Israelis und Palästinenser haben allzu große Erwartungen an das Nahostgipfeltreffen mit US-Präsident Barack Obama von vornherein gedämpft. Die für den heutigen Dienstag in New York geplante Runde von Obama mit Palästinenserpräsident Mahmud Abbas und dem israelischen Regierungschef Benjamin Netanjahu habe den Charakter eines unverbindlichen Gesprächs und eines Fototermins, berichteten israelische und palästinensische Medien unter Berufung auf hochrangige Regierungsmitarbeiter. Abgesehen davon wollen sowohl Netanjahu als auch Abbas in Einzelgesprächen mit Obama um dessen Unterstützung ihrer Position in dem Konflikt werben.

Obama hatte das Treffen im Waldorf Astoria Hotel in New York angemahnt, nachdem der USNahostgesandte George Mitchell nach wochenlangen Vermittlungsbemühungen in der Region nicht den erhofften Durchbruch erreicht hatte. Anders als von den Palästinensern, der US-Regierung, der Europäischen Union und im Nahostfriedensplan von 2003 gefordert, lehnt Netanjahu einen umfassenden Ausbaustopp in jüdischen Siedlungen ab. Die Palästinenser wiederum hatten bis zu Obamas Einladung alle politischen Gespräche mit Israel boykottiert. Sie beharren auf einem Baustopp. Angesichts des Siedlungsstreits war es Mitchell ebenfalls nicht gelungen, führende arabische Staaten wie beispielsweise Saudi-Arabien zu Gesten des guten Willens gegenüber Israel zu bewegen.

Abbas und Netanjahu machten vor dem am Dienstagmorgen (22. Sept.) geplanten Treffen in New York deutlich, dass sie ihre bisherigen Positionen nicht aufgeben werden. »Die Palästinenser hoffen weiter, dass die Intervention des Präsidenten Obama die Motivation liefern wird, um Israel zurück an den Verhandlungstisch zu bringen«, heißt es in einer Erklärung des palästinensischen Chefunterhändlers Saeb Erekat. Die Grundlagen dafür seien ein vollständiger Baustopp sowie die Wiederaufnahme der Friedensgespräche an jener Stelle, an der sie unterbrochen worden waren. Der Baustopp sei keine Vorbedingung, sondern eine Verpflichtung für Israel aus dem Nahostfriedensplan von 2003, hieß es.

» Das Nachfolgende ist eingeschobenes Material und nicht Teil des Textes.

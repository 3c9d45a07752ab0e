// occupancy grid definition
// rows index the vertical axis, columns the horizontal one

use std::ops::Deref;

use itertools::iproduct;
use nalgebra::DMatrix;

#[cfg(feature = "serde")]
use serde::{Deserialize, Serialize};

use crate::common::{GridCell, RoboticsError, RoboticsResult};

/// Boolean occupancy map; `true` marks an obstacle cell
#[derive(Debug, Clone, PartialEq)]
#[cfg_attr(feature = "serde", derive(Serialize, Deserialize))]
pub struct OccupancyGrid {
    grid: DMatrix<bool>,
}

impl OccupancyGrid {
    pub fn new(grid: DMatrix<bool>) -> RoboticsResult<Self> {
        if grid.is_empty() {
            return Err(RoboticsError::InvalidParameter(
                "occupancy grid must not be empty".to_string(),
            ));
        }
        Ok(Self { grid })
    }

    /// Build from rows of integers, any non-zero value is an obstacle
    pub fn from_rows<R: AsRef<[i32]>>(rows: &[R]) -> RoboticsResult<Self> {
        let ncols = rows.first().map(|r| r.as_ref().len()).unwrap_or(0);
        if let Some(row) = rows.iter().position(|r| r.as_ref().len() != ncols) {
            return Err(RoboticsError::InvalidParameter(format!(
                "row {} has {} columns, expected {}",
                row,
                rows[row].as_ref().len(),
                ncols
            )));
        }
        Self::new(DMatrix::from_fn(rows.len(), ncols, |i, j| {
            rows[i].as_ref()[j] != 0
        }))
    }

    /// All-free grid
    pub fn empty(nrows: usize, ncols: usize) -> RoboticsResult<Self> {
        Self::new(DMatrix::from_element(nrows, ncols, false))
    }

    /// Every cell replaced by a `scale` x `scale` block
    pub fn upscaled(&self, scale: usize) -> RoboticsResult<Self> {
        if scale < 1 {
            return Err(RoboticsError::InvalidParameter(
                "scale must be >= 1".to_string(),
            ));
        }
        let (nrows, ncols) = self.grid.shape();
        Self::new(DMatrix::from_fn(nrows * scale, ncols * scale, |i, j| {
            self.grid[(i / scale, j / scale)]
        }))
    }

    pub fn set_obstacle(&mut self, cell: GridCell, occupied: bool) -> RoboticsResult<()> {
        let index = self.index_of(cell).ok_or(RoboticsError::OutOfGrid(cell))?;
        self.grid[index] = occupied;
        Ok(())
    }

    /// Matrix index of `cell`, if it lies inside the grid
    pub fn index_of(&self, cell: GridCell) -> Option<(usize, usize)> {
        let (nrows, ncols) = self.grid.shape();
        let row = usize::try_from(cell.row).ok()?;
        let col = usize::try_from(cell.col).ok()?;
        if row < nrows && col < ncols {
            Some((row, col))
        } else {
            None
        }
    }

    pub fn contains(&self, cell: GridCell) -> bool {
        self.index_of(cell).is_some()
    }

    /// True only for in-grid obstacle cells
    pub fn is_occupied(&self, cell: GridCell) -> bool {
        self.index_of(cell).map_or(false, |index| self.grid[index])
    }

    /// Every cell of the grid in row-major order
    pub fn cells(&self) -> impl Iterator<Item = GridCell> {
        let (nrows, ncols) = self.grid.shape();
        iproduct!(0..nrows as i32, 0..ncols as i32).map(|(row, col)| GridCell::new(row, col))
    }
}

impl Deref for OccupancyGrid {
    type Target = DMatrix<bool>;

    fn deref(&self) -> &Self::Target {
        &self.grid
    }
}
//! Error types for robotics_decisions

use thiserror::Error;

use crate::common::types::GridCell;

/// Main error type for the planners and solvers
#[derive(Debug, Clone, PartialEq, Error)]
pub enum RoboticsError {
    /// The planning problem cannot be solved as posed
    #[error("Planning error: {0}")]
    PlanningError(String),
    /// Invalid parameter
    #[error("Invalid parameter: {0}")]
    InvalidParameter(String),
    /// Queried cell lies outside the grid
    #[error("Cell {0} is outside the grid")]
    OutOfGrid(GridCell),
    /// Queried cell is occupied, there is no value or action there
    #[error("Cell {0} is an obstacle")]
    ObstacleCell(GridCell),
}

/// Result type alias for robotics operations
pub type RoboticsResult<T> = Result<T, RoboticsError>;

Dagegen will Netanjahu nach israelischen Medienberichten seine Haltung im Siedlungsstreit im Gespräch mit Obama verteidigen. Er wolle die Friedensverhandlungen mit den Palästinensern »ohne Vorbedingungen« fortsetzen; das heißt, anders als die Palästinenser will Netanjahu nicht vor, sondern erst nach Beginn der Verhandlungen klären, wie besonders strittige Themen wie die Zukunft Jerusalems und der 4,5 Millionen palästinensischen Flüchtlinge und Vertriebenen behandelt werden. Schließlich lehnt Netanjahu auch ab, innerhalb von zwei Jahren einen Friedensvertrag mit den Palästinensern auszuhandeln.

Die Teilnahme am Nahostgipfel hat Abbas in Bedrängnis gebracht. Dies sei ein klarer politischer Rückzug von der bisherigen Position, wonach politische Gespräche mit Israel erst nach einem Ausbaustopp in den Siedlungen beginnen sollen, kritisierte die zu Abbas in Opposition stehende Hamas. Die Volksfront zur Befreiung Palästinas bezeichnete das Gipfeltreffen als »kostenloses Geschenk für Netanjahu und dessen extremistische Regierung«.